It's always been my understanding that part of the ruling of Roe vs. Wade was based on the Constitution's guaranteed right to privacy - also the basis of such laws as HIPPA. I never knew precisely where, just as I couldn't tell you which amendment granted women the right to vote. Just that it was in there somewhere.

Right now I'm reading an article from ELLE magazine's website, concerning the Supreme Court's recent decision to uphold a federal law allowing state legislatures the right to criminalize partial-birth abortions, if they so choose. The article refers to the majority decision in Roe as follows:

' Ultimately the Court found the Fourteenth Amendment, guaranteeing personal liberty and protecting privacy, to be the decisive factor: "Maternity, or additional offspring, may force upon the woman a distressful life and future…. Mental and physical health may be taxed by child care. There is also the distress, for all concerned, associated with an unwanted child, and there is the problem of bringing a child into a family already unable, psychologically and otherwise, to care for it." '


I went to the National Archives' website, to read the exact wording of the 14th Amendment.

There's nothing there about protecting privacy.

Much as I hold the conviction that privacy ought to be constitutionally guaranteed, I don't see any backing for it in that amendment. Am I reading it wrong? Or is this one of those legal decisions that extrapolate from what's written?

Here it is:

AMENDMENT XIV
Passed by Congress June 13, 1866. Ratified July 9, 1868.

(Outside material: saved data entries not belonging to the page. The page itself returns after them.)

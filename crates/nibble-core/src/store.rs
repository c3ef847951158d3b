//! Flat-file JSON store
//!
//! The whole record list lives in one human-readable JSON document. Every
//! mutation is a full load, an in-memory transform, and a full rewrite;
//! callers that can race must serialize the load/save pair themselves.

use std::fs;
use std::io::ErrorKind;
use std::path::{Path, PathBuf};

use crate::error::{Error, Result};
use crate::models::{FoodIdea, IdeaId, IdeaPatch};

/// Store owning the on-disk document of food ideas
#[derive(Debug, Clone)]
pub struct JsonStore {
    path: PathBuf,
}

impl JsonStore {
    /// Create a store backed by the given file path.
    ///
    /// The file does not have to exist yet; it is created on first save.
    pub fn new(path: impl Into<PathBuf>) -> Self {
        Self { path: path.into() }
    }

    /// The backing file path
    #[must_use]
    pub fn path(&self) -> &Path {
        &self.path
    }

    /// Load the full record list.
    ///
    /// A missing file is an empty list, and so is malformed content: the
    /// store stays usable after a hand-edited or corrupted data file.
    pub fn load_all(&self) -> Result<Vec<FoodIdea>> {
        let contents = match fs::read_to_string(&self.path) {
            Ok(contents) => contents,
            Err(err) if err.kind() == ErrorKind::NotFound => return Ok(Vec::new()),
            Err(err) => return Err(err.into()),
        };
        if contents.trim().is_empty() {
            return Ok(Vec::new());
        }
        match serde_json::from_str(&contents) {
            Ok(ideas) => Ok(ideas),
            Err(err) => {
                tracing::warn!(
                    path = %self.path.display(),
                    error = %err,
                    "Malformed data file, treating as empty"
                );
                Ok(Vec::new())
            }
        }
    }

    /// Overwrite the document with the given record list
    pub fn save_all(&self, ideas: &[FoodIdea]) -> Result<()> {
        if let Some(parent) = self.path.parent() {
            if !parent.as_os_str().is_empty() {
                fs::create_dir_all(parent)?;
            }
        }
        let contents = serde_json::to_string_pretty(ideas)?;
        fs::write(&self.path, contents)?;
        Ok(())
    }
}

/// Pick a fresh id for a new record.
///
/// Coarse millisecond clock, bumped past the current maximum so the id
/// stays unique even when two creations land in the same millisecond.
#[must_use]
pub fn assign_id(existing: &[FoodIdea]) -> IdeaId {
    let max = existing
        .iter()
        .map(|idea| idea.id.value())
        .max()
        .unwrap_or(0);
    IdeaId::from(IdeaId::now().value().max(max + 1))
}

/// Apply a partial update to the record with the given id
pub fn update_idea(ideas: &mut [FoodIdea], id: IdeaId, patch: IdeaPatch) -> Result<()> {
    let idea = ideas
        .iter_mut()
        .find(|idea| idea.id == id)
        .ok_or(Error::NotFound(id.value()))?;
    patch.apply_to(idea);
    Ok(())
}

/// Remove and return the record with the given id
pub fn remove_idea(ideas: &mut Vec<FoodIdea>, id: IdeaId) -> Result<FoodIdea> {
    let index = ideas
        .iter()
        .position(|idea| idea.id == id)
        .ok_or(Error::NotFound(id.value()))?;
    Ok(ideas.remove(index))
}

#[cfg(test)]
mod tests {
    use pretty_assertions::assert_eq;
    use tempfile::TempDir;

    use super::*;
    use crate::models::IdeaDraft;

    fn idea(id: i64, food: &str) -> FoodIdea {
        FoodIdea {
            id: IdeaId::from(id),
            meal: "dinner".to_string(),
            food: food.to_string(),
            social_media: String::new(),
            done_by: String::new(),
            link: String::new(),
            recipe: Vec::new(),
        }
    }

    fn temp_store(dir: &TempDir) -> JsonStore {
        JsonStore::new(dir.path().join("food-ideas.json"))
    }

    #[test]
    fn test_missing_file_is_empty() {
        let dir = TempDir::new().unwrap();
        let store = temp_store(&dir);
        assert_eq!(store.load_all().unwrap(), vec![]);
    }

    #[test]
    fn test_malformed_file_is_empty() {
        let dir = TempDir::new().unwrap();
        let store = temp_store(&dir);
        std::fs::write(store.path(), "{not json").unwrap();
        assert_eq!(store.load_all().unwrap(), vec![]);

        std::fs::write(store.path(), "   ").unwrap();
        assert_eq!(store.load_all().unwrap(), vec![]);
    }

    #[test]
    fn test_save_then_load_roundtrip() {
        let dir = TempDir::new().unwrap();
        let store = temp_store(&dir);
        let ideas = vec![idea(1, "Soup"), idea(2, "Ramen")];

        store.save_all(&ideas).unwrap();
        assert_eq!(store.load_all().unwrap(), ideas);

        // Loading twice without a mutation yields the same sequence
        assert_eq!(store.load_all().unwrap(), store.load_all().unwrap());
    }

    #[test]
    fn test_save_creates_parent_directory() {
        let dir = TempDir::new().unwrap();
        let store = JsonStore::new(dir.path().join("nested").join("food-ideas.json"));
        store.save_all(&[idea(1, "Soup")]).unwrap();
        assert_eq!(store.load_all().unwrap().len(), 1);
    }

    #[test]
    fn test_save_is_human_readable() {
        let dir = TempDir::new().unwrap();
        let store = temp_store(&dir);
        store.save_all(&[idea(1, "Soup")]).unwrap();
        let raw = std::fs::read_to_string(store.path()).unwrap();
        assert!(raw.contains('\n'), "expected pretty-printed output");
    }

    #[test]
    fn test_create_then_list_contains_new_record() {
        let dir = TempDir::new().unwrap();
        let store = temp_store(&dir);
        store.save_all(&[idea(1, "Soup")]).unwrap();

        let mut ideas = store.load_all().unwrap();
        let draft = IdeaDraft {
            meal: "lunch".to_string(),
            food: "Ramen".to_string(),
            ..IdeaDraft::default()
        };
        let id = assign_id(&ideas);
        ideas.push(draft.into_idea(id));
        store.save_all(&ideas).unwrap();

        let listed = store.load_all().unwrap();
        assert_eq!(listed.len(), 2);
        let created = listed.iter().find(|i| i.id == id).unwrap();
        assert_eq!(created.food, "Ramen");
        assert_eq!(listed.iter().filter(|i| i.id == id).count(), 1);
    }

    #[test]
    fn test_assign_id_bumps_past_existing_maximum() {
        let far_future = IdeaId::now().value() + 1_000_000;
        let ideas = vec![idea(far_future, "Soup")];
        let id = assign_id(&ideas);
        assert_eq!(id.value(), far_future + 1);
    }

    #[test]
    fn test_assign_id_unique_within_same_millisecond() {
        let mut ideas = Vec::new();
        for _ in 0..5 {
            let id = assign_id(&ideas);
            assert!(ideas.iter().all(|i: &FoodIdea| i.id != id));
            ideas.push(idea(id.value(), "x"));
        }
    }

    #[test]
    fn test_update_replaces_only_supplied_fields() {
        let mut ideas = vec![idea(1, "Soup")];
        let patch = IdeaPatch {
            done_by: Some("B".to_string()),
            ..IdeaPatch::default()
        };
        update_idea(&mut ideas, IdeaId::from(1), patch).unwrap();
        assert_eq!(ideas[0].done_by, "B");
        assert_eq!(ideas[0].food, "Soup");
    }

    #[test]
    fn test_update_missing_id_is_not_found() {
        let mut ideas = vec![idea(1, "Soup")];
        let err = update_idea(&mut ideas, IdeaId::from(99), IdeaPatch::default()).unwrap_err();
        assert!(matches!(err, Error::NotFound(99)));
        assert_eq!(ideas[0].food, "Soup");
    }

    #[test]
    fn test_delete_removes_exactly_one() {
        let mut ideas = vec![idea(1, "Soup"), idea(2, "Ramen"), idea(3, "Tacos")];

        let removed = remove_idea(&mut ideas, IdeaId::from(2)).unwrap();
        assert_eq!(removed.food, "Ramen");
        assert_eq!(ideas, vec![idea(1, "Soup"), idea(3, "Tacos")]);

        let err = remove_idea(&mut ideas, IdeaId::from(2)).unwrap_err();
        assert!(matches!(err, Error::NotFound(2)));
    }

    #[test]
    fn test_load_accepts_string_ids_and_string_recipe() {
        let dir = TempDir::new().unwrap();
        let store = temp_store(&dir);
        std::fs::write(
            store.path(),
            r#"[{"id": "7", "food": "Soup", "recipe": "boil\nserve"}]"#,
        )
        .unwrap();

        let ideas = store.load_all().unwrap();
        assert_eq!(ideas[0].id, IdeaId::from(7));
        assert_eq!(ideas[0].recipe, vec!["boil", "serve"]);

        // Removal by typed id matches a record that was stored as a string
        let mut ideas = ideas;
        remove_idea(&mut ideas, IdeaId::from(7)).unwrap();
        assert!(ideas.is_empty());
    }
}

Note: Article I, section 2, of the Constitution was modified by section 2 of the 14th amendment.

Section 1.
All persons born or naturalized in the United States, and subject to the jurisdiction thereof, are citizens of the United States and of the State wherein they reside. No State shall make or enforce any law which shall abridge the privileges or immunities of citizens of the United States; nor shall any State deprive any person of life, liberty, or property, without due process of law; nor deny to any person within its jurisdiction the equal protection of the laws.

Section 2.
Representatives shall be apportioned among the several States according to their respective numbers, counting the whole number of persons in each State, excluding Indians not taxed. But when the right to vote at any election for the choice of electors for President and Vice-President of the United States, Representatives in Congress, the Executive and Judicial officers of a State, or the members of the Legislature thereof, is denied to any of the male inhabitants of such State, being twenty-one years of age,* and citizens of the United States, or in any way abridged, except for participation in rebellion, or other crime, the basis of representation therein shall be reduced in the proportion which the number of such male citizens shall bear to the whole number of male citizens twenty-one years of age in such State.

Section 3.
No person shall be a Senator or Representative in Congress, or elector of President and Vice-President, or hold any office, civil or military, under the United States, or under any State, who, having previously taken an oath, as a member of Congress, or as an officer of the United States, or as a member of any State legislature, or as an executive or judicial officer of any State, to support the Constitution of the United States, shall have engaged in insurrection or rebellion against the same, or given aid or comfort to the enemies thereof. But Congress may by a vote of two-thirds of each House, remove such disability.

Section 4.
The validity of the public debt of the United States, authorized by law, including debts incurred for payment of pensions and bounties for services in suppressing insurrection or rebellion, shall not be questioned. But neither the United States nor any State shall assume or pay any debt or obligation incurred in aid of insurrection or rebellion against the United States, or any claim for the loss or emancipation of any slave; but all such debts, obligations and claims shall be held illegal and void.

Section 5.
The Congress shall have the power to enforce, by appropriate legislation, the provisions of this article.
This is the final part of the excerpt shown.